John Murray

John Murray


 John T. Murray entered this world on August 25, 1926. The son of Madge (Cline) Murray and Thomas F. Murray, John spent his childhood in and around Wadena, Iowa. Four younger sisters and three younger brothers were added to the family over the following years.

He entered the US Navy on August 24, 1943, just 1 day before his 17th birthday. He claimed that since he had no birth certificate, the recruiter simply made up a birth date on his paperwork, enabling him to enlist. According to John while he was still in high school, he was encouraged by a navy veteran to enter submarine service because the pay was better and subs had the best food in the Navy. “It was a thousand times better than I expected. It was as good as home cooking,  maybe better”, said John. It is probably a good thing his mother didn’t hear that.

 He attended diesel engine school and submarine school in New London, Connecticut and was assigned to the USS Aegir, AS-23, a sub tender in Hawaii. The first submarine that John went on was the S-28. Usually members of the relief crew relieved 10 percent of each sub crew. John and 7 other relief crewmembers got off the S-28 on a Friday and on the following Monday the S-28 sank, taking 49 crewmembers with her. A few days later Murray and a fellow sailor, Frank Maney, were told that one of them was needed on another sub. They flipped a coin and Maney won (lost?) the toss so he boarded the USS Snook. The USS Snook went down in April of 1945 with Frank Maney and 83 other crewmen. John said that for a flip of the coin he was still alive.

 John served on 7 submarines before attending nuclear power school and being assigned to the USS George Washington. He said the difference between the regular subs and the nuclear submarines was like the difference between night and day. John served on the USS George Washington, the first Polaris class nuclear submarine, until retiring with an honorable discharge on August 24, 1963 . . . the culmination of twenty years beneath the sea. Following his retirement he became a millwright and worked all over the United States for the following 40 years.

 Over the years he and his wife Mary never failed to attend reunions with the surviving submariners he had served with in the past. At the reunion he attended in 1994, the first skipper of the USS Rock attended the event. “He looked at me for several minutes. Then he said, “I remember you. You were the 12 year-old kid in the forward engine room.”

 John had many adventures during his navy service but his biggest adventure was meeting Mary Ambrose and marrying her. She was a faithful navy wife, following him around the country raising their two children; John C. Murray of San Francisco and Jeanne M. Murray-Pinkman (Mark) of Austin, Texas.

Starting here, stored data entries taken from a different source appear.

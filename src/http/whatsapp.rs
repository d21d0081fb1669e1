//! Outbound WhatsApp API routes, relaying to the Cloud API client.

use axum::extract::{Path, State};
use axum::Json;
use serde::Deserialize;
use serde_json::Value;
use wa_core::MessageKind;

use super::{non_empty, ApiError, ApiResponse, AppState};

#[derive(Debug, Deserialize)]
#[serde(rename_all = "camelCase")]
pub struct SendRequest {
    #[serde(default)]
    pub phone_number: Option<String>,
    #[serde(default)]
    pub message: Option<String>,
    #[serde(default)]
    pub message_type: MessageKind,
}

/// POST /api/whatsapp/send
pub async fn send(
    State(state): State<AppState>,
    Json(req): Json<SendRequest>,
) -> Result<Json<ApiResponse<Value>>, ApiError> {
    let (Some(phone_number), Some(message)) = (non_empty(req.phone_number), non_empty(req.message))
    else {
        return Err(ApiError::Validation(
            "Missing phoneNumber or message".to_string(),
        ));
    };

    let data = state
        .whatsapp
        .send_message(&phone_number, &message, req.message_type)
        .await?;
    Ok(ApiResponse::new(data))
}

/// GET /api/whatsapp/message-status/{message_id}
pub async fn message_status(
    State(state): State<AppState>,
    Path(message_id): Path<String>,
) -> Result<Json<ApiResponse<Value>>, ApiError> {
    let data = state.whatsapp.message_status(&message_id).await?;
    Ok(ApiResponse::new(data))
}

#[derive(Debug, Deserialize)]
#[serde(rename_all = "camelCase")]
pub struct MarkAsReadRequest {
    #[serde(default)]
    pub message_id: Option<String>,
}

/// POST /api/whatsapp/mark-as-read
pub async fn mark_as_read(
    State(state): State<AppState>,
    Json(req): Json<MarkAsReadRequest>,
) -> Result<Json<ApiResponse<Value>>, ApiError> {
    let Some(message_id) = non_empty(req.message_id) else {
        return Err(ApiError::Validation("Missing messageId".to_string()));
    };

    let data = state.whatsapp.mark_as_read(&message_id).await?;
    Ok(ApiResponse::new(data))
}

/// GET /api/whatsapp/phone-info
pub async fn phone_info(
    State(state): State<AppState>,
) -> Result<Json<ApiResponse<Value>>, ApiError> {
    let data = state.whatsapp.phone_number_info().await?;
    Ok(ApiResponse::new(data))
}
//! # WA Core
//!
//! Core types for the WA-Shield relay backend.
//!
//! This crate provides the building blocks shared by the HTTP surface and
//! the provider integration:
//! - [`WhatsAppApi`] trait for relaying messages through the provider
//! - [`MessageStore`] for in-memory message records
//! - Common types for records, filters and errors
//!
//! ## Example
//!
//! ```rust,ignore
//! use wa_core::{MessageStore, NewMessage};
//!
//! let store = MessageStore::new();
//! let stored = store.append(NewMessage {
//!     id: None,
//!     sender: "alice".into(),
//!     recipient: "bob".into(),
//!     encrypted_content: "hi".into(),
//!     timestamp: None,
//! })?;
//! assert!(!stored.read);
//! ```

pub mod store;

pub use store::{MessageFilter, MessageStore, DEFAULT_LIST_LIMIT};

use async_trait::async_trait;
use serde::{Deserialize, Serialize};
use serde_json::Value;
use time::OffsetDateTime;
use uuid::Uuid;

/// Errors that can occur while talking to the WhatsApp Cloud API.
#[derive(Debug, thiserror::Error)]
pub enum WhatsAppError {
    /// HTTP transport error (connection, TLS, malformed response body).
    #[error("http error: {0}")]
    Http(String),
    /// The provider answered with a non-2xx status.
    #[error("provider error: {0}")]
    Provider(String),
}

/// Errors surfaced by the in-memory message store.
#[derive(Debug, Clone, PartialEq, Eq, thiserror::Error)]
pub enum StoreError {
    #[error("message not found: {0}")]
    NotFound(String),
    #[error("duplicate message id: {0}")]
    DuplicateId(String),
}

/// Outbound message kinds understood by the relay.
///
/// Text messages embed the body inline; image and document messages carry
/// the content as a link reference instead.
#[derive(Debug, Clone, Copy, Default, PartialEq, Eq, Serialize, Deserialize)]
#[serde(rename_all = "lowercase")]
pub enum MessageKind {
    #[default]
    Text,
    Image,
    Document,
}

impl MessageKind {
    pub fn as_str(self) -> &'static str {
        match self {
            MessageKind::Text => "text",
            MessageKind::Image => "image",
            MessageKind::Document => "document",
        }
    }
}

/// A message record held by the store.
#[derive(Debug, Clone, PartialEq, Serialize, Deserialize)]
#[serde(rename_all = "camelCase")]
pub struct StoredMessage {
    pub id: String,
    pub sender: String,
    pub recipient: String,
    /// Opaque content payload; the relay never decrypts or inspects it.
    pub encrypted_content: String,
    #[serde(with = "time::serde::rfc3339")]
    pub timestamp: OffsetDateTime,
    pub read: bool,
}

/// Input for [`MessageStore::append`]. Absent id and timestamp are
/// defaulted at insert time.
#[derive(Debug, Clone)]
pub struct NewMessage {
    pub id: Option<String>,
    pub sender: String,
    pub recipient: String,
    pub encrypted_content: String,
    pub timestamp: Option<OffsetDateTime>,
}

/// Generate an id for a record the caller did not name.
pub fn generate_message_id() -> String {
    format!("msg_{}", Uuid::new_v4())
}

/// Client interface to the WhatsApp Cloud API.
///
/// The four network operations return the provider's raw JSON response;
/// failures carry the provider's error detail and are translated to HTTP
/// responses by the caller. There is no retry or backoff.
#[async_trait]
pub trait WhatsAppApi: Send + Sync {
    /// Relay an outbound message to `to`.
    async fn send_message(
        &self,
        to: &str,
        content: &str,
        kind: MessageKind,
    ) -> Result<Value, WhatsAppError>;

    /// Fetch delivery status and timestamp for a previously sent message.
    async fn message_status(&self, message_id: &str) -> Result<Value, WhatsAppError>;

    /// Issue a read receipt for an inbound message.
    async fn mark_as_read(&self, message_id: &str) -> Result<Value, WhatsAppError>;

    /// Fetch metadata about the sending phone identity.
    async fn phone_number_info(&self) -> Result<Value, WhatsAppError>;

    /// Compare `token` against the configured webhook verification secret.
    ///
    /// Used only for the provider's subscription handshake, not for
    /// per-request authentication.
    fn verify_webhook_token(&self, token: &str) -> bool;
}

 John passed away on May 11, 2017, and was preceded in death by his wife Mary, his father Thomas, his mother Madge, his stepfather Martin Anderson, sisters Mary, Yvonne, Sheila and Patricia, and his brothers Robert and Byron. He is survived by his son John, daughter Jeanne, son-in-law Mark Pinkman, brother Jere (John) and many nieces and nephews.

 He was proud to be an American and for having served his country during the Korean War, World War II and Vietnam. His family will miss his tough exterior and his stories from his glory days.

 His remains will be laid to rest next to those of his beloved wife, Mary at the St. Joseph Cemetery on September 23, at 11:00 with a lunch to follow at the Wadena Legion Hall, Wadena.